The Rome Braves really needed a fly ball Thursday night. With one out and the bases loaded in the top of the 10th against Augusta, a grounder might not have gotten the job done and, at worst, resulted in an inning-ending double play.

But up to the plate stepped Brett Cumberland, and relief likely washed over the R-Braves dugout. The switch-hitter hadn't hit a fair ball on the ground in his last 24 plate appearances -- a stretch dating back to Sunday when he poked a rolling single to right field. Batting from the left side, Cumberland lined a 3-2 pitch to right for a bases-clearing double, and the Braves went on to win, 6-2.

"Ultimately, I'm just looking for a pitch to hit hard," Cumberland said. "I'm not too concerned about how much I'm getting in the air versus the ground. Obviously, I'd like to hit more in the air, but unless I'm noticing that most are on the ground, then I'm not going to get too caught up either way. It's more important to me to be driving to all parts of the field."

The Braves' No. 29 prospect may not pay much attention to those splits, but the numbers speak volumes. Cumberland ranks second among all Minor Leaguers with 60.3 percent of the balls he puts in play going into the air. Oklahoma City slugger O'Koyea Dickson (62.9) is the only other Minor Leaguer above 60 percent. Among Class A hitters, his ratio of 0.47 ground balls per fly balls is second lowest, trailing only Dayton's John Sansone at 0.46. 

Video: Rome's Cumberland clubs one

There are a couple ways to slice these numbers. Fly balls are obviously more likely to result in home runs, and players with high fly ball rates give themselves a chance to post higher slugging percentages. That's happened of late with Cumberland, who has four homers and three doubles over his last six games for an even 1.000 slugging percentage in that span.

But fly balls can also result in lower BABIPs, meaning lower batting averages. Put simply, the more balls hit the air, the more chance of lazy fly balls that are easily caught. Cumberland learned that lesson early as he entered Sunday with a .187 average through 26 games, a number dragged down by a .273 BABIP.

It's no coincidence that the Major League leader in fly ball rate is Ryan Schimpf (63.9 percent), who owns a .163 average and .153 BABIP in 43 games but also leads the Padres with a .259 isolated slugging percentage.

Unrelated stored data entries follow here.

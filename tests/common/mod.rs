#![allow(dead_code)]

use std::cell::RefCell;
use std::fs::File;
use std::io::Write;
use std::path::{Path, PathBuf};
use std::sync::Once;

use log::{Level, LevelFilter, Log, Metadata, Record};
use tempfile::{TempDir, tempdir};

/// Scratch directory helper that cleans up files automatically on drop.
pub struct TestWorkspace {
    temp_dir: TempDir,
}

impl TestWorkspace {
    /// Creates a fresh scratch directory for the current test case.
    pub fn new() -> Self {
        Self {
            temp_dir: tempdir().expect("temp dir"),
        }
    }

    /// Returns the root path for all files owned by this workspace.
    pub fn path(&self) -> &Path {
        self.temp_dir.path()
    }

    /// Writes `contents` into a file under the workspace and returns the path.
    pub fn write(&self, name: &str, contents: &str) -> PathBuf {
        let path = self.temp_dir.path().join(name);
        let mut file = File::create(&path).expect("create temp file");
        file.write_all(contents.as_bytes())
            .expect("write temp file contents");
        path
    }
}

/// A log record captured while a test closure ran.
#[derive(Debug, Clone)]
pub struct CapturedEvent {
    pub level: Level,
    pub target: String,
    pub message: String,
}

thread_local! {
    static EVENTS: RefCell<Vec<CapturedEvent>> = const { RefCell::new(Vec::new()) };
}

struct CaptureLogger;

impl Log for CaptureLogger {
    fn enabled(&self, _metadata: &Metadata) -> bool {
        true
    }

    fn log(&self, record: &Record) {
        let event = CapturedEvent {
            level: record.level(),
            target: record.target().to_string(),
            message: record.args().to_string(),
        };
        EVENTS.with(|events| events.borrow_mut().push(event));
    }

    fn flush(&self) {}
}

static LOGGER: CaptureLogger = CaptureLogger;
static INIT: Once = Once::new();

/// Runs `f` and returns its result with every log event it emitted on this thread.
pub fn capture_logs<T>(f: impl FnOnce() -> T) -> (T, Vec<CapturedEvent>) {
    INIT.call_once(|| {
        let _ = log::set_logger(&LOGGER);
        log::set_max_level(LevelFilter::Trace);
    });
    EVENTS.with(|events| events.borrow_mut().clear());
    let result = f();
    let events = EVENTS.with(|events| events.borrow_mut().drain(..).collect());
    (result, events)
}

/// True when some event at exactly `level` contains `needle`.
pub fn logged(events: &[CapturedEvent], level: Level, needle: &str) -> bool {
    events
        .iter()
        .any(|event| event.level == level && event.message.contains(needle))
}

/// All messages joined into one string for substring checks.
pub fn joined(events: &[CapturedEvent]) -> String {
    events
        .iter()
        .map(|event| event.message.as_str())
        .collect::<Vec<_>>()
        .join("\n")
}
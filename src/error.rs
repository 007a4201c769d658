use std::path::PathBuf;

use thiserror::Error;

/// Convenience result type for library operations.
pub type CleanResult<T> = Result<T, CleanError>;

/// Failures that abort a single cleaning operation.
///
/// Dirty data never shows up here: cell-level conversion failures, invalid dtype tags and
/// unresolvable mappings are logged and recorded in reports instead.
#[derive(Debug, Error)]
pub enum CleanError {
    /// A caller referenced a column the table does not contain.
    #[error("column '{column}' does not exist in the table")]
    UnknownColumn { column: String },

    /// `from_file` was asked to read something other than delimited text.
    #[error("{path:?} is not a supported file type; only .csv and .tsv files can be read")]
    UnsupportedFileType { path: PathBuf },

    /// Columns supplied to a table constructor disagree on row count.
    #[error("column '{column}' has {found} value(s) but the table has {expected} row(s)")]
    LengthMismatch {
        column: String,
        expected: usize,
        found: usize,
    },

    #[error("unknown encoding '{label}'")]
    UnknownEncoding { label: String },

    #[error("failed to decode input with encoding {encoding}")]
    Decode { encoding: &'static str },

    #[error("io error: {0}")]
    Io(#[from] std::io::Error),

    #[error("csv error: {0}")]
    Csv(#[from] csv::Error),

    #[error("json error: {0}")]
    Json(#[from] serde_json::Error),
}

Because of the nature of his at-bats, Cumberland knew his other numbers would bounce back as they have this past week. He's now hitting .232/.431/.495 with six homers and eight doubles over 137 plate appearances for Rome and ranks sixth in the South Atlantic League with a .926 OPS.

"My confidence has been there all season," he said. "But it's starting to show. I always thought I've been seeing the ball well and making good contact. The balls just needed to fall into place, and they're starting to do that."

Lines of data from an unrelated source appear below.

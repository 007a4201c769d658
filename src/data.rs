//! Cell values and their text forms.
//!
//! A [`Value`] is one cell of a [`crate::table::Table`]. Text rendering follows
//! the dataframe conventions the capital-projects extracts were produced with:
//! floats always carry a fractional part, missing numbers print as `nan` and
//! missing timestamps as `NaT`. Conversion ledgers compare these renderings, so
//! they must stay stable.

use std::{cmp::Ordering, fmt};

use chrono::{NaiveDate, NaiveDateTime, Timelike};
use serde::{Serialize, Serializer};

// Slash dates read month-first; day-first is only a fallback for days past 12.
const DATE_FORMATS: &[&str] = &["%Y-%m-%d", "%m/%d/%Y", "%d/%m/%Y", "%Y/%m/%d", "%d-%m-%Y"];

const DATETIME_FORMATS: &[&str] = &[
    "%Y-%m-%d %H:%M:%S",
    "%Y-%m-%dT%H:%M:%S",
    "%m/%d/%Y %H:%M:%S",
    "%d/%m/%Y %H:%M:%S",
    "%Y-%m-%d %H:%M",
    "%Y-%m-%dT%H:%M",
    "%Y-%m-%d %H:%M:%S%.f",
    "%Y-%m-%dT%H:%M:%S%.f",
];

#[derive(Debug, Clone, PartialEq)]
pub enum Value {
    Null,
    Integer(i64),
    Float(f64),
    String(String),
    DateTime(NaiveDateTime),
    /// Not-a-time: a timestamp slot whose value could not be parsed.
    NaT,
}

impl Value {
    /// `Null`, `NaT` and NaN floats all count as missing.
    pub fn is_missing(&self) -> bool {
        match self {
            Value::Null | Value::NaT => true,
            Value::Float(f) => f.is_nan(),
            _ => false,
        }
    }

    pub fn is_numeric(&self) -> bool {
        matches!(self, Value::Integer(_) | Value::Float(_))
    }

    pub fn as_f64(&self) -> Option<f64> {
        match self {
            Value::Integer(i) => Some(*i as f64),
            Value::Float(f) => Some(*f),
            _ => None,
        }
    }

    /// Per-cell string projection.
    pub fn stringify(&self) -> String {
        match self {
            Value::Null => "nan".to_string(),
            Value::NaT => "NaT".to_string(),
            Value::Integer(i) => i.to_string(),
            Value::Float(f) => format_float(*f),
            Value::String(s) => s.clone(),
            Value::DateTime(dt) => format_datetime(dt),
        }
    }

    /// Text written to a delimited file: missing cells become empty fields.
    pub fn to_field(&self) -> String {
        if self.is_missing() {
            String::new()
        } else {
            self.stringify()
        }
    }

    /// Compares two cells as a conversion would see them: missing matches missing
    /// and integers match numerically equal floats.
    pub fn same_cell(&self, other: &Value) -> bool {
        match (self, other) {
            (left, right) if left.is_missing() || right.is_missing() => {
                left.is_missing() && right.is_missing()
            }
            (Value::Integer(a), Value::Integer(b)) => a == b,
            (left, right) if left.is_numeric() && right.is_numeric() => {
                left.as_f64() == right.as_f64()
            }
            (left, right) => left == right,
        }
    }

    /// Ordering used by record sorting. Missing values sort last; mixed kinds
    /// order numbers, then timestamps, then text.
    pub fn sort_cmp(&self, other: &Value) -> Ordering {
        match self.sort_rank().cmp(&other.sort_rank()) {
            Ordering::Equal => {}
            unequal => return unequal,
        }
        match (self, other) {
            (Value::Integer(a), Value::Integer(b)) => a.cmp(b),
            (Value::DateTime(a), Value::DateTime(b)) => a.cmp(b),
            (Value::String(a), Value::String(b)) => a.cmp(b),
            (left, right) => match (left.as_f64(), right.as_f64()) {
                (Some(a), Some(b)) => a.total_cmp(&b),
                _ => Ordering::Equal,
            },
        }
    }

    fn sort_rank(&self) -> u8 {
        if self.is_missing() {
            return 3;
        }
        match self {
            Value::Integer(_) | Value::Float(_) => 0,
            Value::DateTime(_) => 1,
            _ => 2,
        }
    }

    /// Quoted form used in log lines so text and numbers stay distinguishable.
    pub fn repr(&self) -> String {
        match self {
            Value::String(s) => format!("'{s}'"),
            Value::DateTime(dt) => format!("Timestamp('{}')", format_datetime(dt)),
            other => other.stringify(),
        }
    }
}

impl fmt::Display for Value {
    fn fmt(&self, f: &mut fmt::Formatter<'_>) -> fmt::Result {
        write!(f, "{}", self.stringify())
    }
}

impl Serialize for Value {
    fn serialize<S>(&self, serializer: S) -> Result<S::Ok, S::Error>
    where
        S: Serializer,
    {
        match self {
            Value::Null | Value::NaT => serializer.serialize_none(),
            Value::Integer(i) => serializer.serialize_i64(*i),
            Value::Float(f) if f.is_nan() => serializer.serialize_none(),
            Value::Float(f) => serializer.serialize_f64(*f),
            Value::String(s) => serializer.serialize_str(s),
            Value::DateTime(dt) => serializer.serialize_str(&format_datetime(dt)),
        }
    }
}

impl From<i64> for Value {
    fn from(value: i64) -> Self {
        Value::Integer(value)
    }
}

impl From<f64> for Value {
    fn from(value: f64) -> Self {
        Value::Float(value)
    }
}

impl From<&str> for Value {
    fn from(value: &str) -> Self {
        Value::String(value.to_string())
    }
}

impl From<String> for Value {
    fn from(value: String) -> Self {
        Value::String(value)
    }
}

impl From<NaiveDateTime> for Value {
    fn from(value: NaiveDateTime) -> Self {
        Value::DateTime(value)
    }
}

impl<T> From<Option<T>> for Value
where
    T: Into<Value>,
{
    fn from(value: Option<T>) -> Self {
        value.map(Into::into).unwrap_or(Value::Null)
    }
}

pub fn format_float(value: f64) -> String {
    if value.is_nan() {
        "nan".to_string()
    } else if value.is_infinite() {
        let token = if value > 0.0 { "inf" } else { "-inf" };
        token.to_string()
    } else if value.fract() == 0.0 && value.abs() < 1e16 {
        format!("{value:.1}")
    } else {
        value.to_string()
    }
}

pub fn format_datetime(value: &NaiveDateTime) -> String {
    if value.nanosecond() == 0 {
        value.format("%Y-%m-%d %H:%M:%S").to_string()
    } else {
        value.format("%Y-%m-%d %H:%M:%S%.6f").to_string()
    }
}

pub fn format_date(value: &NaiveDateTime) -> String {
    value.format("%Y-%m-%d").to_string()
}

pub fn is_midnight(value: &NaiveDateTime) -> bool {
    value.time().num_seconds_from_midnight() == 0 && value.nanosecond() == 0
}

pub fn parse_naive_date(value: &str) -> Option<NaiveDate> {
    DATE_FORMATS
        .iter()
        .find_map(|fmt| NaiveDate::parse_from_str(value, fmt).ok())
}

pub fn parse_naive_datetime(value: &str) -> Option<NaiveDateTime> {
    DATETIME_FORMATS
        .iter()
        .find_map(|fmt| NaiveDateTime::parse_from_str(value, fmt).ok())
}

/// Strict timestamp parse: a full datetime, or a calendar date taken as midnight.
pub fn parse_timestamp(value: &str) -> Option<NaiveDateTime> {
    let trimmed = value.trim();
    if trimmed.is_empty() {
        return None;
    }
    parse_naive_datetime(trimmed).or_else(|| {
        parse_naive_date(trimmed).and_then(|date| date.and_hms_opt(0, 0, 0))
    })
}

To fully understand Cumberland's game, one can go back to his days at Cal, specifically the summer between his freshman and sophomore years. The catcher had hit .254/.405/.429 with seven homers and 10 doubles in 56 games with the Bears as a freshman -- solid numbers but ones that he admits could've been better had he not tried to play through left wrist and thumb injuries in the second half. Those maladies kept Cumberland from playing in any of the country's various summer collegiate leagues, but they didn't keep him from working on his swing. Through some of his Cal teammates, he was pointed in the direction of private hitting coach Craig Wallenbrock, and the pair got to work on what the switch-hitter could do better.

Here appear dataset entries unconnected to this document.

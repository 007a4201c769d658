mod common;

use std::path::Path;

use caproj::mapping::{ColumnMapping, read_json_mapping, resolve_mapping};
use common::{TestWorkspace, capture_logs, joined, logged};
use log::Level;

fn sample_mapping() -> ColumnMapping {
    [("a", "1"), ("b", "2")].into_iter().collect()
}

#[test]
fn read_json_mapping_returns_file_contents() {
    let workspace = TestWorkspace::new();
    let path = workspace.write("foo.json", r#"{"a": 1, "b": 2}"#);
    assert_eq!(read_json_mapping(&path), Some(sample_mapping()));
}

#[test]
fn read_json_mapping_warns_when_path_is_missing() {
    let (mapping, events) = capture_logs(|| read_json_mapping(Path::new("nonexistent path")));
    assert_eq!(mapping, None);
    assert!(logged(&events, Level::Warn, "No data loaded"));
    assert!(events.iter().all(|event| event.target == "caproj::mapping"));
}

#[test]
fn read_json_mapping_warns_on_malformed_json() {
    let workspace = TestWorkspace::new();
    let path = workspace.write("broken.json", "{\"a\": ");
    let (mapping, events) = capture_logs(|| read_json_mapping(&path));
    assert_eq!(mapping, None);
    assert!(logged(&events, Level::Warn, "not a flat JSON object"));
}

#[test]
fn resolve_returns_direct_mapping_and_logs_context() {
    let direct = sample_mapping();
    let (resolved, events) = capture_logs(|| resolve_mapping(Some(&direct), None, "test"));
    assert_eq!(resolved, Some(direct));
    assert!(logged(&events, Level::Info, "test mapped using direct mapping"));
}

#[test]
fn resolve_direct_mapping_wins_over_file() {
    let workspace = TestWorkspace::new();
    let path = workspace.write("other.json", r#"{"x": "y"}"#);
    let direct = sample_mapping();
    let (resolved, events) =
        capture_logs(|| resolve_mapping(Some(&direct), Some(path.as_path()), "test"));
    assert_eq!(resolved, Some(direct));
    assert!(!joined(&events).contains("other.json"));
}

#[test]
fn resolve_reads_file_and_logs_path() {
    let workspace = TestWorkspace::new();
    let path = workspace.write("foo.json", r#"{"a": 1, "b": 2}"#);
    let (resolved, events) = capture_logs(|| resolve_mapping(None, Some(path.as_path()), "test"));
    assert_eq!(resolved, Some(sample_mapping()));
    let expected = format!("test mapped using {}", path.display());
    assert!(logged(&events, Level::Info, &expected));
}

#[test]
fn resolve_missing_file_is_soft_failure() {
    let (resolved, events) =
        capture_logs(|| resolve_mapping(None, Some(Path::new("nonexistent path")), "test"));
    assert_eq!(resolved, None);
    assert!(logged(&events, Level::Warn, "does not exist"));
    assert!(logged(&events, Level::Warn, "JSON failed to load"));
    assert!(joined(&events).contains("test"));
}

#[test]
fn resolve_empty_file_reports_failed_load() {
    let workspace = TestWorkspace::new();
    let path = workspace.write("empty.json", "{}");
    let (resolved, events) = capture_logs(|| resolve_mapping(None, Some(path.as_path()), "test"));
    assert_eq!(resolved, None);
    assert!(logged(&events, Level::Warn, "failed to load"));
    assert!(logged(&events, Level::Warn, "Nothing changed"));
}

#[test]
fn resolve_without_inputs_warns() {
    let (resolved, events) = capture_logs(|| resolve_mapping(None, None, "test"));
    assert_eq!(resolved, None);
    assert!(logged(
        &events,
        Level::Warn,
        "Neither a direct mapping nor a mapping file was specified for test"
    ));
}

#[test]
fn saved_mapping_reloads_in_order() {
    let workspace = TestWorkspace::new();
    let path = workspace.path().join("dtypes.json");
    let mapping: ColumnMapping = [("z", "integer"), ("a", "string")].into_iter().collect();
    mapping.save(&path).expect("save mapping");
    let reloaded = read_json_mapping(&path).expect("reload mapping");
    assert_eq!(reloaded.keys().collect::<Vec<_>>(), vec!["z", "a"]);
}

"I wanted a little bit of a different gather in my swing and liked to add a little more lift," he said. "We watched a lot of videos of big leaguers like Miguel Cabrera, Josh Hamilton, Joey Votto, Josh Donaldson -- elite hitters like that. I really like Miggy because of the load and gather he puts into his stance. Then, I wanted to see what lefty hitters I could learn from, so we looked at Hamilton when he was in his prime with the Rangers. I took stuff from all of them and started playing with things."

The results came quickly for the California native. In his sophomore year, Cumberland was named Pac-12 Player of the Year after hitting .344/.480/.678 with 16 homers, a triple and 10 doubles in 52 games. His home run total had more than doubled, while his isolated slugging percentage jumped from .175 to .333 in just one year. Cumberland said part of that was getting healthy again as well as maturing and getting stronger, but he didn't deny that all the tinkering had a direct effect. As a Draft-eligible sophomore, he was taken 76th overall by the Braves last June and signed for $1.5 million.

If Wallenbrock's name sounds familiar, it's because Cumberland isn't his most famous client. He helped J.D. Martinez go from a player who was released by the Astros to an All-Star slugger with the Tigers. A quick Google news search shows Wallenbrock being credited with adjustments that helped Major Leaguers Matt Joyce, Jason Castro and most recently Dodgers breakout slugger Chris Taylor. 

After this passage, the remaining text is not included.